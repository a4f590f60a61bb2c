//! # Configuration
//!
//! Settings loaded from environment variables (and an optional `.env` file).
//!
//! Required: `MINIO_ENDPOINT`, `MINIO_ROOT_USER`, `MINIO_ROOT_PASSWORD`.
//! The bucket manager additionally requires `MINIO_BUCKETS`.
//! Everything else has a default.

use crate::constants::{
    DEFAULT_ACCESS_KEY_NAME, DEFAULT_ALIAS, DEFAULT_LOG_LEVEL, DEFAULT_MC_BINARY,
    ENV_ACCESS_KEY_NAME, ENV_ALIAS, ENV_BUCKETS, ENV_ENDPOINT, ENV_LOG_FORMAT, ENV_LOG_LEVEL,
    ENV_MC_PATH, ENV_ROOT_PASSWORD, ENV_ROOT_USER,
};
use crate::error::AdminError;
use crate::logging::LogFormat;
use tracing::debug;
use zeroize::Zeroizing;

/// Connection and tooling settings shared by both managers
///
/// Read-only after construction.
#[derive(Clone)]
pub struct Settings {
    /// Cluster endpoint as configured, scheme included when given
    pub endpoint: String,
    pub root_user: String,
    pub root_password: Zeroizing<String>,
    /// mc alias bound to the endpoint
    pub alias: String,
    /// Name given to access keys created without one
    pub access_key_fallback_name: String,
    /// mc binary name or path
    pub mc_binary: String,
    pub log_level: String,
    pub log_format: LogFormat,
}

impl std::fmt::Debug for Settings {
    fn fmt(&self, f: &mut std::fmt::Formatter<'_>) -> std::fmt::Result {
        f.debug_struct("Settings")
            .field("endpoint", &self.endpoint)
            .field("root_user", &self.root_user)
            .field("root_password", &"***")
            .field("alias", &self.alias)
            .field("access_key_fallback_name", &self.access_key_fallback_name)
            .field("mc_binary", &self.mc_binary)
            .field("log_level", &self.log_level)
            .field("log_format", &self.log_format)
            .finish()
    }
}

impl Settings {
    /// Load settings from `.env` and the process environment
    pub fn from_env() -> Result<Self, AdminError> {
        load_dotenv();
        Self::from_lookup(|key| std::env::var(key).ok())
    }

    /// Build settings from an arbitrary variable lookup
    ///
    /// Values are trimmed and empty values count as unset. All missing
    /// required variables are reported together.
    pub fn from_lookup<F>(lookup: F) -> Result<Self, AdminError>
    where
        F: Fn(&str) -> Option<String>,
    {
        let endpoint = non_empty(&lookup, ENV_ENDPOINT);
        let root_user = non_empty(&lookup, ENV_ROOT_USER);
        let root_password = non_empty(&lookup, ENV_ROOT_PASSWORD);

        let (Some(endpoint), Some(root_user), Some(root_password)) =
            (endpoint.clone(), root_user.clone(), root_password.clone())
        else {
            let missing: Vec<&str> = [
                (ENV_ENDPOINT, endpoint.is_none()),
                (ENV_ROOT_USER, root_user.is_none()),
                (ENV_ROOT_PASSWORD, root_password.is_none()),
            ]
            .into_iter()
            .filter_map(|(key, is_missing)| is_missing.then_some(key))
            .collect();
            return Err(AdminError::Configuration(format!(
                "required environment variables are not set: {}",
                missing.join(", ")
            )));
        };

        let log_format = match non_empty(&lookup, ENV_LOG_FORMAT) {
            Some(raw) => raw.parse::<LogFormat>().map_err(AdminError::Configuration)?,
            None => LogFormat::default(),
        };

        Ok(Self {
            endpoint,
            root_user,
            root_password: Zeroizing::new(root_password),
            alias: non_empty(&lookup, ENV_ALIAS).unwrap_or_else(|| DEFAULT_ALIAS.to_string()),
            access_key_fallback_name: non_empty(&lookup, ENV_ACCESS_KEY_NAME)
                .unwrap_or_else(|| DEFAULT_ACCESS_KEY_NAME.to_string()),
            mc_binary: non_empty(&lookup, ENV_MC_PATH)
                .unwrap_or_else(|| DEFAULT_MC_BINARY.to_string()),
            log_level: non_empty(&lookup, ENV_LOG_LEVEL)
                .unwrap_or_else(|| DEFAULT_LOG_LEVEL.to_string()),
            log_format,
        })
    }
}

/// Settings for the bucket manager: connection settings plus the declared bucket list
#[derive(Debug, Clone)]
pub struct BucketSettings {
    pub settings: Settings,
    /// Desired buckets, in declared order
    pub buckets: Vec<String>,
}

impl BucketSettings {
    /// Load settings from `.env` and the process environment
    pub fn from_env() -> Result<Self, AdminError> {
        load_dotenv();
        Self::from_lookup(|key| std::env::var(key).ok())
    }

    /// Build bucket settings from an arbitrary variable lookup
    pub fn from_lookup<F>(lookup: F) -> Result<Self, AdminError>
    where
        F: Fn(&str) -> Option<String>,
    {
        let settings = Settings::from_lookup(&lookup)?;
        let buckets = parse_bucket_list(&lookup(ENV_BUCKETS).unwrap_or_default());
        if buckets.is_empty() {
            return Err(AdminError::Configuration(format!(
                "{ENV_BUCKETS} is not set or contains no bucket names"
            )));
        }
        Ok(Self { settings, buckets })
    }
}

/// Split a comma-separated bucket list, trimming entries and dropping empty ones
#[must_use]
pub fn parse_bucket_list(raw: &str) -> Vec<String> {
    raw.split(',')
        .map(str::trim)
        .filter(|name| !name.is_empty())
        .map(ToString::to_string)
        .collect()
}

fn load_dotenv() {
    if let Err(e) = dotenv::dotenv() {
        debug!("No .env file loaded: {}", e);
    }
}

/// Read a variable, trimmed, treating empty as unset
fn non_empty<F>(lookup: &F, key: &str) -> Option<String>
where
    F: Fn(&str) -> Option<String>,
{
    lookup(key)
        .map(|v| v.trim().to_string())
        .filter(|v| !v.is_empty())
}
---
Print exactly, and only, the lines of the material above that run from the one containing "empty as unset" through its last line.

Your solution -
/// Read a variable, trimmed, treating empty as unset
fn non_empty<F>(lookup: &F, key: &str) -> Option<String>
where
    F: Fn(&str) -> Option<String>,
{
    lookup(key)
        .map(|v| v.trim().to_string())
        .filter(|v| !v.is_empty())
}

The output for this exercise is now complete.